_Task details_:
Copy the entries that follow, exactly and completely.

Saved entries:
________________

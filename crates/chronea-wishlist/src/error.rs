use chronea_storage::StorageError;
use thiserror::Error;

#[derive(Debug, Error)]
pub enum WishlistError {
    /// Missing medium, malformed encoding or schema mismatch. `load` recovers
    /// from this locally; it never reaches callers of the public operations.
    #[error("persisted wishlist under '{key}' is unreadable: {reason}")]
    PersistedStateUnreadable { key: String, reason: String },

    #[error("failed to persist wishlist under '{key}'")]
    PersistenceWriteFailed {
        key: String,
        #[source]
        source: StorageError,
    },

    #[error("failed to encode wishlist: {0}")]
    Encode(#[from] serde_json::Error),
}
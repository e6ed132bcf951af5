//! DOM element bindings.
//!
//! Pages share one script, so everything except `<body>` is optional and
//! resolved once at startup. Add new page elements to `Elements::bind()`.

use wasm_bindgen::prelude::*;
use web_sys::{
    Document, Element, HtmlElement, HtmlFormElement, HtmlInputElement, HtmlSelectElement,
};

// ── Helpers ──

fn doc() -> Document {
    gloo_utils::document()
}

pub fn window() -> web_sys::Window {
    gloo_utils::window()
}

pub fn by_id(id: &str) -> Option<Element> {
    doc().get_element_by_id(id)
}

pub fn by_id_typed<T: JsCast>(id: &str) -> Option<T> {
    by_id(id).and_then(|e| e.dyn_into::<T>().ok())
}

pub fn query(selector: &str) -> Option<Element> {
    doc().query_selector(selector).ok()?
}

pub fn query_typed<T: JsCast>(selector: &str) -> Option<T> {
    query(selector).and_then(|e| e.dyn_into::<T>().ok())
}

pub fn query_all(selector: &str) -> Vec<Element> {
    match doc().query_selector_all(selector) {
        Ok(nl) => collect(&nl),
        Err(_) => Vec::new(),
    }
}

pub fn query_within(parent: &Element, selector: &str) -> Option<Element> {
    parent.query_selector(selector).ok()?
}

/// Query all matching elements within a parent element.
pub fn query_all_within(parent: &Element, selector: &str) -> Vec<Element> {
    match parent.query_selector_all(selector) {
        Ok(nl) => collect(&nl),
        Err(_) => Vec::new(),
    }
}

fn collect(nl: &web_sys::NodeList) -> Vec<Element> {
    let mut v = Vec::new();
    for i in 0..nl.length() {
        if let Some(e) = nl.item(i) {
            if let Ok(el) = e.dyn_into::<Element>() {
                v.push(el);
            }
        }
    }
    v
}

pub fn closest(el: &Element, selector: &str) -> Option<Element> {
    el.closest(selector).ok()?
}

/// Rendered text of the first match inside `parent`.
pub fn text_within(parent: &Element, selector: &str) -> Option<String> {
    let el = query_within(parent, selector)?;
    Some(rendered_text(&el))
}

pub fn rendered_text(el: &Element) -> String {
    match el.dyn_ref::<HtmlElement>() {
        Some(html) => html.inner_text(),
        None => el.text_content().unwrap_or_default(),
    }
}

pub fn set_text(el: &Element, text: &str) {
    match el.dyn_ref::<HtmlElement>() {
        Some(html) => html.set_inner_text(text),
        None => el.set_text_content(Some(text)),
    }
}

pub fn set_inner_html(el: &Element, html: &str) {
    el.set_inner_html(html);
}

pub fn set_style(el: &Element, property: &str, value: &str) {
    if let Some(html) = el.dyn_ref::<HtmlElement>() {
        let _ = html.style().set_property(property, value);
    }
}

pub fn style_value(el: &Element, property: &str) -> String {
    el.dyn_ref::<HtmlElement>()
        .and_then(|html| html.style().get_property_value(property).ok())
        .unwrap_or_default()
}

pub fn get_select_value(el: &HtmlSelectElement) -> String {
    el.value()
}

pub fn toggle_class(el: &Element, cls: &str, force: bool) {
    let _ = el.class_list().toggle_with_force(cls, force);
}

pub fn has_class(el: &Element, cls: &str) -> bool {
    el.class_list().contains(cls)
}

/// Point the first `<ion-icon>` inside `el` at another glyph.
pub fn set_icon(el: &Element, name: &str) {
    if let Some(icon) = query_within(el, "ion-icon") {
        let _ = icon.set_attribute("name", name);
    }
}

pub fn create_element(tag: &str) -> Result<Element, JsValue> {
    doc().create_element(tag)
}

/// Create `<tag class="...">` with optional text content.
pub fn create_with(tag: &str, class: &str, text: Option<&str>) -> Result<Element, JsValue> {
    let el = create_element(tag)?;
    if !class.is_empty() {
        el.set_class_name(class);
    }
    if let Some(text) = text {
        el.set_text_content(Some(text));
    }
    Ok(el)
}

pub fn document() -> Document {
    doc()
}

// ── Elements struct ──

/// Page elements used by the site script.
/// Clone-friendly (all inner types are reference-counted via JS GC).
#[derive(Clone)]
pub struct Elements {
    pub body: HtmlElement,
    pub theme_toggle: Option<Element>,

    // Wishlist page
    pub wishlist_container: Option<Element>,
    pub empty_wishlist_msg: Option<Element>,

    // Shop page
    pub product_grid: Option<Element>,
    pub gender_checkboxes: Vec<HtmlInputElement>,
    pub sort_select: Option<HtmlSelectElement>,
    pub filter_toggle: Option<Element>,
    pub filters_sidebar: Option<Element>,

    pub forms: Vec<HtmlFormElement>,
}

impl Elements {
    /// Resolve all DOM references. Call once the document is parsed.
    pub fn bind() -> Result<Elements, JsValue> {
        let body = doc()
            .body()
            .ok_or_else(|| JsValue::from_str("missing <body>"))?;

        Ok(Elements {
            body,
            theme_toggle: by_id("theme-toggle"),

            wishlist_container: by_id("wishlist-container"),
            empty_wishlist_msg: by_id("empty-wishlist-msg"),

            product_grid: by_id("product-grid"),
            gender_checkboxes: query_all("input[name=\"gender\"]")
                .into_iter()
                .filter_map(|e| e.dyn_into::<HtmlInputElement>().ok())
                .collect(),
            sort_select: by_id_typed::<HtmlSelectElement>("sort-select"),
            filter_toggle: by_id("filter-toggle"),
            filters_sidebar: query(".filters"),

            forms: query_all("form")
                .into_iter()
                .filter_map(|e| e.dyn_into::<HtmlFormElement>().ok())
                .collect(),
        })
    }
}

________________

_Answer box_:
filename crates/chronea-wishlist/src/error.rs
use chronea_storage::StorageError;
use thiserror::Error;

#[derive(Debug, Error)]
pub enum WishlistError {
    /// Missing medium, malformed encoding or schema mismatch. `load` recovers
    /// from this locally; it never reaches callers of the public operations.
    #[error("persisted wishlist under '{key}' is unreadable: {reason}")]
    PersistedStateUnreadable { key: String, reason: String },

    #[error("failed to persist wishlist under '{key}'")]
    PersistenceWriteFailed {
        key: String,
        #[source]
        source: StorageError,
    },

    #[error("failed to encode wishlist: {0}")]
    Encode(#[from] serde_json::Error),
}
repository e6ed132bcf951af5
//! DOM element bindings.
//!
//! Pages share one script, so everything except `<body>` is optional and
//! resolved once at startup. Add new page elements to `Elements::bind()`.

use wasm_bindgen::prelude::*;
use web_sys::{
    Document, Element, HtmlElement, HtmlFormElement, HtmlInputElement, HtmlSelectElement,
};

// ── Helpers ──

fn doc() -> Document {
    gloo_utils::document()
}

pub fn window() -> web_sys::Window {
    gloo_utils::window()
}

pub fn by_id(id: &str) -> Option<Element> {
    doc().get_element_by_id(id)
}

pub fn by_id_typed<T: JsCast>(id: &str) -> Option<T> {
    by_id(id).and_then(|e| e.dyn_into::<T>().ok())
}

pub fn query(selector: &str) -> Option<Element> {
    doc().query_selector(selector).ok()?
}

pub fn query_typed<T: JsCast>(selector: &str) -> Option<T> {
    query(selector).and_then(|e| e.dyn_into::<T>().ok())
}

pub fn query_all(selector: &str) -> Vec<Element> {
    match doc().query_selector_all(selector) {
        Ok(nl) => collect(&nl),
        Err(_) => Vec::new(),
    }
}

pub fn query_within(parent: &Element, selector: &str) -> Option<Element> {
    parent.query_selector(selector).ok()?
}

/// Query all matching elements within a parent element.
pub fn query_all_within(parent: &Element, selector: &str) -> Vec<Element> {
    match parent.query_selector_all(selector) {
        Ok(nl) => collect(&nl),
        Err(_) => Vec::new(),
    }
}

fn collect(nl: &web_sys::NodeList) -> Vec<Element> {
    let mut v = Vec::new();
    for i in 0..nl.length() {
        if let Some(e) = nl.item(i) {
            if let Ok(el) = e.dyn_into::<Element>() {
                v.push(el);
            }
        }
    }
    v
}

pub fn closest(el: &Element, selector: &str) -> Option<Element> {
    el.closest(selector).ok()?
}

/// Rendered text of the first match inside `parent`.
pub fn text_within(parent: &Element, selector: &str) -> Option<String> {
    let el = query_within(parent, selector)?;
    Some(rendered_text(&el))
}

pub fn rendered_text(el: &Element) -> String {
    match el.dyn_ref::<HtmlElement>() {
        Some(html) => html.inner_text(),
        None => el.text_content().unwrap_or_default(),
    }
}

pub fn set_text(el: &Element, text: &str) {
    match el.dyn_ref::<HtmlElement>() {
        Some(html) => html.set_inner_text(text),
        None => el.set_text_content(Some(text)),
    }
}

pub fn set_inner_html(el: &Element, html: &str) {
    el.set_inner_html(html);
}

pub fn set_style(el: &Element, property: &str, value: &str) {
    if let Some(html) = el.dyn_ref::<HtmlElement>() {
        let _ = html.style().set_property(property, value);
    }
}

pub fn style_value(el: &Element, property: &str) -> String {
    el.dyn_ref::<HtmlElement>()
        .and_then(|html| html.style().get_property_value(property).ok())
        .unwrap_or_default()
}

pub fn get_select_value(el: &HtmlSelectElement) -> String {
    el.value()
}

pub fn toggle_class(el: &Element, cls: &str, force: bool) {
    let _ = el.class_list().toggle_with_force(cls, force);
}

pub fn has_class(el: &Element, cls: &str) -> bool {
    el.class_list().contains(cls)
}

/// Point the first `<ion-icon>` inside `el` at another glyph.
pub fn set_icon(el: &Element, name: &str) {
    if let Some(icon) = query_within(el, "ion-icon") {
        let _ = icon.set_attribute("name", name);
    }
}

pub fn create_element(tag: &str) -> Result<Element, JsValue> {
    doc().create_element(tag)
}

/// Create `<tag class="...">` with optional text content.
pub fn create_with(tag: &str, class: &str, text: Option<&str>) -> Result<Element, JsValue> {
    let el = create_element(tag)?;
    if !class.is_empty() {
        el.set_class_name(class);
    }
    if let Some(text) = text {
        el.set_text_content(Some(text));
    }
    Ok(el)
}

pub fn document() -> Document {
    doc()
}

// ── Elements struct ──

/// Page elements used by the site script.
/// Clone-friendly (all inner types are reference-counted via JS GC).
#[derive(Clone)]
pub struct Elements {
    pub body: HtmlElement,
    pub theme_toggle: Option<Element>,

    // Wishlist page
    pub wishlist_container: Option<Element>,
    pub empty_wishlist_msg: Option<Element>,

    // Shop page
    pub product_grid: Option<Element>,
    pub gender_checkboxes: Vec<HtmlInputElement>,
    pub sort_select: Option<HtmlSelectElement>,
    pub filter_toggle: Option<Element>,
    pub filters_sidebar: Option<Element>,

    pub forms: Vec<HtmlFormElement>,
}

impl Elements {
    /// Resolve all DOM references. Call once the document is parsed.
    pub fn bind() -> Result<Elements, JsValue> {
        let body = doc()
            .body()
            .ok_or_else(|| JsValue::from_str("missing <body>"))?;

        Ok(Elements {
            body,
            theme_toggle: by_id("theme-toggle"),

            wishlist_container: by_id("wishlist-container"),
            empty_wishlist_msg: by_id("empty-wishlist-msg"),

            product_grid: by_id("product-grid"),
            gender_checkboxes: query_all("input[name=\"gender\"]")
                .into_iter()
                .filter_map(|e| e.dyn_into::<HtmlInputElement>().ok())
                .collect(),
            sort_select: by_id_typed::<HtmlSelectElement>("sort-select"),
            filter_toggle: by_id("filter-toggle"),
            filters_sidebar: query(".filters"),

            forms: query_all("form")
                .into_iter()
                .filter_map(|e| e.dyn_into::<HtmlFormElement>().ok())
                .collect(),
        })
    }
}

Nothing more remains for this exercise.